-- What the task asks --
Lines with the word "replacement" are the ones wanted. Copy each of them from the entries below.

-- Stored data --
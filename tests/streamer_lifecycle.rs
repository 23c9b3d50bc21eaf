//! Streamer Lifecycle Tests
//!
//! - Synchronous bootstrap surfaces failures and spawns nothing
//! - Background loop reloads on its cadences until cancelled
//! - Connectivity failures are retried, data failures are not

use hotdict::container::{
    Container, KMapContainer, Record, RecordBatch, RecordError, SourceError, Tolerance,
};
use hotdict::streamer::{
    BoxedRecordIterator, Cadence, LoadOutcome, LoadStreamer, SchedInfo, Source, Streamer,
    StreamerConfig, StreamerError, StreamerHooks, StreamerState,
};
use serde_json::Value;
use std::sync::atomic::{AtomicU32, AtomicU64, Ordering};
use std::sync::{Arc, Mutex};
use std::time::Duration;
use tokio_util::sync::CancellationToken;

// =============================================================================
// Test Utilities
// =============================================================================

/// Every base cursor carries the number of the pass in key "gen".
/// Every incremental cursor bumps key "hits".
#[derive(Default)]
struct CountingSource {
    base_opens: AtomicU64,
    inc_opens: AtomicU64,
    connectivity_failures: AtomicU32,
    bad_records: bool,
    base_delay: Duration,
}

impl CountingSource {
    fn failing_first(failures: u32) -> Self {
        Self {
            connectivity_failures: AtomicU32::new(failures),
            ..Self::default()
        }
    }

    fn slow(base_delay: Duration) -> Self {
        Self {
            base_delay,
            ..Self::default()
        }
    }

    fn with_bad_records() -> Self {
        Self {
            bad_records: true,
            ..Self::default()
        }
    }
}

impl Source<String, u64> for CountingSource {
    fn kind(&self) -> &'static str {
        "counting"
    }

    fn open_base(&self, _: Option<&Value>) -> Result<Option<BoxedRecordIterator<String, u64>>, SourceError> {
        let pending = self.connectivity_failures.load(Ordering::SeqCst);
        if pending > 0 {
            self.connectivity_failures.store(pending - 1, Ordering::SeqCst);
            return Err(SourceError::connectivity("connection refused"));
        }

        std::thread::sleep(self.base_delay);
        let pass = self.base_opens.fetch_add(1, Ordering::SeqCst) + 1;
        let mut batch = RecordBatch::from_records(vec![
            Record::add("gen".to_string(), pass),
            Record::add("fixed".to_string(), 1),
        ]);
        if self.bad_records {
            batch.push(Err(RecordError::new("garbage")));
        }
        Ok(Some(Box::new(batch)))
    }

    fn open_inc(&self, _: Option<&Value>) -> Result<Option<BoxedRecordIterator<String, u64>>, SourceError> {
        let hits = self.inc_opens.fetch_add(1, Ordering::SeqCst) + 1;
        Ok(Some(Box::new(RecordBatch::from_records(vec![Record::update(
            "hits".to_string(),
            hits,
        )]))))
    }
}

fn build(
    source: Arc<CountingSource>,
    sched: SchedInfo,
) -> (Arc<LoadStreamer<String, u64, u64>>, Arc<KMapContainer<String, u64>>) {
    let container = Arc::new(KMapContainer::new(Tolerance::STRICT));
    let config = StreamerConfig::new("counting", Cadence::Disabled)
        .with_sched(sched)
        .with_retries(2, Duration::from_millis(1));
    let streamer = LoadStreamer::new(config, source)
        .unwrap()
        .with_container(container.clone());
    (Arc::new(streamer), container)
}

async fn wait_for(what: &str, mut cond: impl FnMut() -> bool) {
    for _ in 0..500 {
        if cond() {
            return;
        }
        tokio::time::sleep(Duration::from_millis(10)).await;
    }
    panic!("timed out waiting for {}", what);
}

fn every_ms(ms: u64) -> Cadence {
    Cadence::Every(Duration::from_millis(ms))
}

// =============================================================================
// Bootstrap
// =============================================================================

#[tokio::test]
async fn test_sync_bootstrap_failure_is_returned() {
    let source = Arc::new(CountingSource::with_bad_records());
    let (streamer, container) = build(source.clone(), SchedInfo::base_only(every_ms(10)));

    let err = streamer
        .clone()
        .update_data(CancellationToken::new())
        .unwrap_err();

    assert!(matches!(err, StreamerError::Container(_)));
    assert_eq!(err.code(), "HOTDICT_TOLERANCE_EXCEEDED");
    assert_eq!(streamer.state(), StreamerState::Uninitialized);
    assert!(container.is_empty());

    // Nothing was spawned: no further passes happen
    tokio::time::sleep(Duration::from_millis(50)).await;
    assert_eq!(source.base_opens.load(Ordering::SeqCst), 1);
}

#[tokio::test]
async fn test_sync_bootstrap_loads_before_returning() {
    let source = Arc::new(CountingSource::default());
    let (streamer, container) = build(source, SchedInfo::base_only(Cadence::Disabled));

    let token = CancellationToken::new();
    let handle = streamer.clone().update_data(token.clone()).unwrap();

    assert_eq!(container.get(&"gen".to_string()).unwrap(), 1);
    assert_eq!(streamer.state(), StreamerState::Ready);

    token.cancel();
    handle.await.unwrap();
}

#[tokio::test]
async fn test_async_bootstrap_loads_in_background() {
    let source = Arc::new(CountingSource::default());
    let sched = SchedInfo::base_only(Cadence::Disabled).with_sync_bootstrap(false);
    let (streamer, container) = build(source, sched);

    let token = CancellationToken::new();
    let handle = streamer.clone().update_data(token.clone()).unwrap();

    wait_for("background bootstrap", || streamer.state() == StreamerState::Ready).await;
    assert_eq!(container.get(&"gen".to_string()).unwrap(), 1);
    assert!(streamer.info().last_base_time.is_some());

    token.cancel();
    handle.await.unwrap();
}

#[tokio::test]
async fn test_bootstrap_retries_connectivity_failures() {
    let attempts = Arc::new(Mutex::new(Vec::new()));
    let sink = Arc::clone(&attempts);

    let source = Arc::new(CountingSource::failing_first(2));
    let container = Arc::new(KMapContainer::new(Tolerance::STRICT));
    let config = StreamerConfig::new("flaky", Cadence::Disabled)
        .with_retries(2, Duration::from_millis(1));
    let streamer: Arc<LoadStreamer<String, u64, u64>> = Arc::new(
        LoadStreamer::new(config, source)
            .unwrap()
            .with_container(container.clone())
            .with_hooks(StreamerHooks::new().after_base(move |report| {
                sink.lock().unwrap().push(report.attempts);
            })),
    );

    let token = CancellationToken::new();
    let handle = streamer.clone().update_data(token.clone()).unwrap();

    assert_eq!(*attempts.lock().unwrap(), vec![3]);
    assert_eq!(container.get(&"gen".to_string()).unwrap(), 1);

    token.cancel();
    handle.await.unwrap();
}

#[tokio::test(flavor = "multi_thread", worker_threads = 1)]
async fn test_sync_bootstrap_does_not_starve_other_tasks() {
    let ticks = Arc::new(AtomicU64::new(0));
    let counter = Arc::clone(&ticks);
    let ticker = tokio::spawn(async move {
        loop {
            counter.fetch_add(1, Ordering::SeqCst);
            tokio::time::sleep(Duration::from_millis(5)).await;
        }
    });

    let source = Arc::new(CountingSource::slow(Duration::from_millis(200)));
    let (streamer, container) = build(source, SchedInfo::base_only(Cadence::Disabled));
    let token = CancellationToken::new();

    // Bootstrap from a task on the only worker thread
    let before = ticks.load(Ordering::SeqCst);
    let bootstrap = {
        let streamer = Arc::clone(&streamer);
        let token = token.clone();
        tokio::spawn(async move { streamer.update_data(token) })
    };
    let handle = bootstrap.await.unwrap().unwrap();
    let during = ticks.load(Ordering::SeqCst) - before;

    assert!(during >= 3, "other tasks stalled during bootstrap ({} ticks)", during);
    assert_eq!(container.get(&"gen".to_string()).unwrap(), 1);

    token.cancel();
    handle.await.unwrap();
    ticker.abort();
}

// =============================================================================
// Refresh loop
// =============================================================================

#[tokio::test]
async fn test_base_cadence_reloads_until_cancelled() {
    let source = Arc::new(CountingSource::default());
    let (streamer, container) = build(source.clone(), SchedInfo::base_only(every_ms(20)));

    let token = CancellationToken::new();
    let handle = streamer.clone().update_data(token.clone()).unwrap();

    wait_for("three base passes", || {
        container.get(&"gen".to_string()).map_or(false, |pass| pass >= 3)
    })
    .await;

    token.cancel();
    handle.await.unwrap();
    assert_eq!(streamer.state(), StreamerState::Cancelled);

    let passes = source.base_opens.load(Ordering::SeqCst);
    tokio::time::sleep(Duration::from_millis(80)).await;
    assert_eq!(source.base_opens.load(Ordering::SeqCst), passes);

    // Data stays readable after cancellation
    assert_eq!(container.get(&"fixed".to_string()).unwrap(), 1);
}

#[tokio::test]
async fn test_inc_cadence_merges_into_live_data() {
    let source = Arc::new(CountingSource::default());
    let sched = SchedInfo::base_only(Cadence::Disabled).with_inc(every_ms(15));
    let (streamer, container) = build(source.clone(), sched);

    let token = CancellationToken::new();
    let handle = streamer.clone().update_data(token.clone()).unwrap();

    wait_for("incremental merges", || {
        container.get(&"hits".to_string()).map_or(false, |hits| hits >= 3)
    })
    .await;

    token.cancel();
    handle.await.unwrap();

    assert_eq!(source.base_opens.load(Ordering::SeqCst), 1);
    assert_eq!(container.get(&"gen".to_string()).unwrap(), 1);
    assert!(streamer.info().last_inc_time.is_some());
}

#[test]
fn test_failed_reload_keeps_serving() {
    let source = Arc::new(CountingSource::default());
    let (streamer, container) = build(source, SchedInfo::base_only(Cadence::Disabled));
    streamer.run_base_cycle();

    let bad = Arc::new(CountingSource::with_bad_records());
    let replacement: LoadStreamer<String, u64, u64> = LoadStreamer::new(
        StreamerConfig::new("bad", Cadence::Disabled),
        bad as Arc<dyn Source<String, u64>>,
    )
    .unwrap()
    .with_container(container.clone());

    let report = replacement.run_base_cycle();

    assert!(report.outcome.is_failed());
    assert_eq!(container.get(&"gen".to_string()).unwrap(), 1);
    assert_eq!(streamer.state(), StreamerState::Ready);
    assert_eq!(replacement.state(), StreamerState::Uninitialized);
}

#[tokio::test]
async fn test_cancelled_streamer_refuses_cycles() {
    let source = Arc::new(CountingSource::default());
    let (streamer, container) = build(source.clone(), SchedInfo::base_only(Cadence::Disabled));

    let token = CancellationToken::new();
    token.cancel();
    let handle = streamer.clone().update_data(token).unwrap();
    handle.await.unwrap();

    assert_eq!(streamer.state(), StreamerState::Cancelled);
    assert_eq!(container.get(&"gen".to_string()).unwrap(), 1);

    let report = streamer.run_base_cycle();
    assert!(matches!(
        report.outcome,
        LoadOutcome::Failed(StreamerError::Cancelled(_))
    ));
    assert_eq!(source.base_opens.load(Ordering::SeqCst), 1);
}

-- Completed task --
    let replacement: LoadStreamer<String, u64, u64> = LoadStreamer::new(
    let report = replacement.run_base_cycle();
    assert_eq!(replacement.state(), StreamerState::Uninitialized);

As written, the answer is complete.